PROBLEM TO WORK ON: The answer is a stretch of the material below, returned exactly: the line containing "pub trait EventStore<E: DomainEvent>: Send", the line containing "(0 = no events)", and all lines between.

*** SOURCE RECORDS ***

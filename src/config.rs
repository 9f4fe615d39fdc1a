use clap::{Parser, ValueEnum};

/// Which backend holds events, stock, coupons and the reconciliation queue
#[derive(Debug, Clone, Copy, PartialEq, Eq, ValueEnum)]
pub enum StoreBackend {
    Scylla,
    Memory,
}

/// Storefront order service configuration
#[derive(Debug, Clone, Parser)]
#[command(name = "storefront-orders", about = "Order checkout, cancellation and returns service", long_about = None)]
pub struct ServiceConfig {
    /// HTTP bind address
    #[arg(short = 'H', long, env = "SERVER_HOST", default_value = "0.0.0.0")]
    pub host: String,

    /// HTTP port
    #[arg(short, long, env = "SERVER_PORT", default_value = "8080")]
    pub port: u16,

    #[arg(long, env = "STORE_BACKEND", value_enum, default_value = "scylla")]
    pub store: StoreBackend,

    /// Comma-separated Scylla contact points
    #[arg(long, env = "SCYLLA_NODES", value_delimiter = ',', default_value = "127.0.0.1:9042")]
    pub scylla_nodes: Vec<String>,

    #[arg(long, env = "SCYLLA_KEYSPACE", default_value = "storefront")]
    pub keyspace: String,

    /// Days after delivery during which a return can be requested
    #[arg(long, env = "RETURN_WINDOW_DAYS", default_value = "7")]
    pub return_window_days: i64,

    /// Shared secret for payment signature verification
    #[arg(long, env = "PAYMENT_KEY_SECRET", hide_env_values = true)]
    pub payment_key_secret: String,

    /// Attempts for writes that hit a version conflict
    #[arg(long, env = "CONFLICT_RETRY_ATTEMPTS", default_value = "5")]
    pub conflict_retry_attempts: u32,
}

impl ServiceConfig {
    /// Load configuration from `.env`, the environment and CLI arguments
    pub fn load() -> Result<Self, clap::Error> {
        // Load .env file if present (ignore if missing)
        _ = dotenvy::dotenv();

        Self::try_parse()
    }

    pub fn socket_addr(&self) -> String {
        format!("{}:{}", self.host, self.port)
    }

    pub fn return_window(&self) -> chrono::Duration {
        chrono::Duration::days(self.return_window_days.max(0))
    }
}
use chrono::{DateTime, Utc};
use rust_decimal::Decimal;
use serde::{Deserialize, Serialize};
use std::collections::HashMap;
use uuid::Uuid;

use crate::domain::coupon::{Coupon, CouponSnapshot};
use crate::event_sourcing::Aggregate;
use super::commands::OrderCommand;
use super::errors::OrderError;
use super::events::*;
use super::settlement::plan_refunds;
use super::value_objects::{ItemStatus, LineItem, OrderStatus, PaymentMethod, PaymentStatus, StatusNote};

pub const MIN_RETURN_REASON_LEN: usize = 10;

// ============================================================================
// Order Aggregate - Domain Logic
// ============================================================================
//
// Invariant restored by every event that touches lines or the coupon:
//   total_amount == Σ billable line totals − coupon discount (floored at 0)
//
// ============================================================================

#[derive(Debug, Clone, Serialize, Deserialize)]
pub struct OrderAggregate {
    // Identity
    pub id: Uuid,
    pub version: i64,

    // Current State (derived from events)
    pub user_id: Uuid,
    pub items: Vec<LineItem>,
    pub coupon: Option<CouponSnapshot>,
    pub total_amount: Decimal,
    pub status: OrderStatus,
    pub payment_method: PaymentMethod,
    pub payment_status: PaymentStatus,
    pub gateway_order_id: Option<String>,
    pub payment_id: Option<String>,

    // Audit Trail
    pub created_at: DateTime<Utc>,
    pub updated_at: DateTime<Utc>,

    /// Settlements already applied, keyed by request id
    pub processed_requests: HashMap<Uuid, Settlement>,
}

***
*** SOURCE RECORDS ***

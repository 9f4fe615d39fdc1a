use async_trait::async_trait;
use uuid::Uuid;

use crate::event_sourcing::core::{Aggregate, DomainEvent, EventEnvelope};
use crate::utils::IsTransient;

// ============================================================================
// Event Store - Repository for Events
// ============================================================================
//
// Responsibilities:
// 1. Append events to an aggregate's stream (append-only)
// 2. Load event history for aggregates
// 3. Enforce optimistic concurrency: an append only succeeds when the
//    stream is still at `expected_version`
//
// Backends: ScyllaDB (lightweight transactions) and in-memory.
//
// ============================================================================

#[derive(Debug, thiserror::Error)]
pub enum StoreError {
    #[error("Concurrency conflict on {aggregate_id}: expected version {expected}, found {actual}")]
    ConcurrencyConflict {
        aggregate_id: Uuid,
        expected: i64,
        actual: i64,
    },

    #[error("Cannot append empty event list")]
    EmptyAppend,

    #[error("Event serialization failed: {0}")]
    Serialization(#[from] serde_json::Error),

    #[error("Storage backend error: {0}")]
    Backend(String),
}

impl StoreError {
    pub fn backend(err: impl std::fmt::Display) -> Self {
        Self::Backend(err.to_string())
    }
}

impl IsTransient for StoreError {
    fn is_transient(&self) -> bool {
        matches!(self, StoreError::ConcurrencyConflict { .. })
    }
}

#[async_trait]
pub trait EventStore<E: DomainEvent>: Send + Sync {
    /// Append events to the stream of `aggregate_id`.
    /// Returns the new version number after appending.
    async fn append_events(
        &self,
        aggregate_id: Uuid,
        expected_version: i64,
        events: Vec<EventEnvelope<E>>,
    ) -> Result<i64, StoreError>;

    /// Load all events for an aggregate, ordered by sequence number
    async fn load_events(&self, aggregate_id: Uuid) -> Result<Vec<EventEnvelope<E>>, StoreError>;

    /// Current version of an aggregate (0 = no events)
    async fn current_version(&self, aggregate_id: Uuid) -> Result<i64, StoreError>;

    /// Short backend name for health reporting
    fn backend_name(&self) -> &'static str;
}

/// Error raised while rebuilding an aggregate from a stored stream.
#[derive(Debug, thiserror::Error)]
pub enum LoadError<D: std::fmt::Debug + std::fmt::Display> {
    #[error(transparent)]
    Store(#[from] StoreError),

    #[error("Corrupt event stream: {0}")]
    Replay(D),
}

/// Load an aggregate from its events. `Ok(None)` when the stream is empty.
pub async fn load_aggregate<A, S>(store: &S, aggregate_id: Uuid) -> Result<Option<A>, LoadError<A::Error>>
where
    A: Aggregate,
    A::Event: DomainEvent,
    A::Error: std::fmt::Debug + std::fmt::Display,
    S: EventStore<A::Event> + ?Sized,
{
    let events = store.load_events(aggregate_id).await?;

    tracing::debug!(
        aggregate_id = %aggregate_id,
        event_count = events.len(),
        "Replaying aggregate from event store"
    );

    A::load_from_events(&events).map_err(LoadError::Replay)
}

***

OUTPUT BELOW:
pub trait EventStore<E: DomainEvent>: Send + Sync {
    /// Append events to the stream of `aggregate_id`.
    /// Returns the new version number after appending.
    async fn append_events(
        &self,
        aggregate_id: Uuid,
        expected_version: i64,
        events: Vec<EventEnvelope<E>>,
    ) -> Result<i64, StoreError>;

    /// Load all events for an aggregate, ordered by sequence number
    async fn load_events(&self, aggregate_id: Uuid) -> Result<Vec<EventEnvelope<E>>, StoreError>;

    /// Current version of an aggregate (0 = no events)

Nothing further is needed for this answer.